The bill also restructured the medical dispute resolution process, with the introduction of the Independent Medical Review (IMR). The IMR process was modeled after successful programs in states such as Texas. It is designed to have physicians, not judges, deciding disputed medical issues. It is also designed to expedite resolution so appropriate treatment is provided to injured workers in a timely manner. The IMR process clearly remains a work in progress. First, 10 months after implementation, the process is still operating under emergency rules. Until the final rules are in place, those participating in the process will face uncertainty. Second, it appears there is significant gaming of the IMR process. Approximately 16,000 requests were filed in both August and September of this year alone, significantly more than anticipated.  In one month, there were more disputes filed than in an entire year for the same process under group health.  Employers alone bear the costs of the IMR process, so those filing all these requests may be attempting to cripple the system at absolutely no cost to themselves.

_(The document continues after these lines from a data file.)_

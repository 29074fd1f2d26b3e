#[cfg(test)]
mod test {
    use crate::tests::toolkit::{linear_stream, temp_dir, write_stream};
    use crate::*;
    use hifitime::Duration;

    #[test]
    fn directory_replay() {
        let dir = temp_dir("directory-replay");
        write_stream(&dir, "ISS_(ZARYA).txt", &linear_stream(100..=200));
        write_stream(&dir, "NOAA_19.txt", &linear_stream(0..=150));
        write_stream(&dir, "HST.txt", "garbage\n120;10;20\n");
        // sub directories are ignored
        std::fs::create_dir_all(dir.join("archive")).unwrap();

        let mut set = ReplaySet::from_directory(&dir, Duration::from_seconds(1.0)).unwrap();
        assert_eq!(set.len(), 3);
        assert_eq!(
            set.names().collect::<Vec<_>>(),
            vec!["HST", "ISS (ZARYA)", "NOAA 19"]
        );

        let skipped = set.align(120);
        assert_eq!(skipped["ISS (ZARYA)"], 21);
        assert_eq!(skipped["NOAA 19"], 121);
        assert_eq!(skipped["HST"], 2);

        let positions = set.positions();
        assert!(positions.values().all(|position| position.timestamp == 120));

        // one second elapses in 4 ticks
        for _ in 0..3 {
            assert!(!set.update(Duration::from_milliseconds(250.0)));
        }
        assert!(set.update(Duration::from_milliseconds(250.0)));

        let positions = set.positions();
        assert_eq!(positions["ISS (ZARYA)"].timestamp, 121);
        assert_eq!(positions["NOAA 19"].timestamp, 121);
        // stale but valid
        assert_eq!(positions["HST"], GeoPosition::new(120, 10.0, 20.0));

        while !set.is_exhausted() {
            set.update_positions();
        }
        let positions = set.positions();
        assert_eq!(positions["ISS (ZARYA)"].timestamp, 200);
        assert_eq!(positions["NOAA 19"].timestamp, 150);
        set.close();
    }

    #[test]
    fn duplicate_streams() {
        let dir = temp_dir("duplicate-streams");
        write_stream(&dir, "HST.txt", &linear_stream(0..=10));
        write_stream(&dir, "HST.bak", &linear_stream(0..=10));
        write_stream(&dir, "NOAA_19.txt", &linear_stream(0..=10));

        match ReplaySet::from_directory(&dir, Duration::from_seconds(1.0)) {
            Err(Error::DuplicateSatellite(name)) => assert_eq!(name, "HST"),
            other => panic!("unexpected result: {:?}", other.map(|set| set.len())),
        }
    }

    #[test]
    fn missing_directory() {
        let dir = temp_dir("missing-directory").join("nowhere");
        assert!(matches!(
            ReplaySet::from_directory(&dir, Duration::from_seconds(1.0)),
            Err(Error::Io(_))
        ));
    }

    #[test]
    fn projected_replay() {
        let dir = temp_dir("projected-replay");
        write_stream(&dir, "A.txt", "0;0;0\n1;45;90\n");
        let mut set = ReplaySet::from_directory(&dir, Duration::from_seconds(1.0)).unwrap();
        set.update_positions();
        set.update_positions();

        let params = ProjectionParams::from(Projection::Equirectangular);
        let position = set.positions()["A"];
        assert_eq!(project(&position, &params), (0.75, 0.25));
    }
}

The issues facing the IMR and lien processes illustrate what many see as the major impediment to delivering cost savings for employers in California: There are special interest groups that do not want the system to become more efficient and self-executing, because they make a great deal of money off the chaos.

In her speech at the conference, Christine Baker, director of the California Department of Industrial Relations, expressed concern about “significant gaming.” While this gaming is not unique to California, from my national viewpoint its impact on the workers’ compensation system is more profound in California than in other states.

The biggest challenge is that the workers’ comp system in California is flawed by design. No other state has issues with medical liens in workers’ compensation. Bills are reduced to fee schedule with no further disputes seeking additional payment. Treatment that is not authorized is subject to litigation over necessity. If the employer prevails, “no” means “no.”  In California, “no” means “file a lien and litigate further.”

Another issue facing California employers is continuous trauma (CT) claims, which can be filed for a 1% aggravation of a pre-existing condition. The legislature recently fixed this problem for the National Football League by passing a bill specifically limiting CT claims by professional athletes, but CT claims in California continue to be a significant cost driver for other employers, and their frequency has more than doubled over the last 10 years.  It is common in California for injured workers to file both CT and specific injury claims for the same body part.  In no other state are CT claims as prevalent and embedded into the workers’ compensation system as they are in California.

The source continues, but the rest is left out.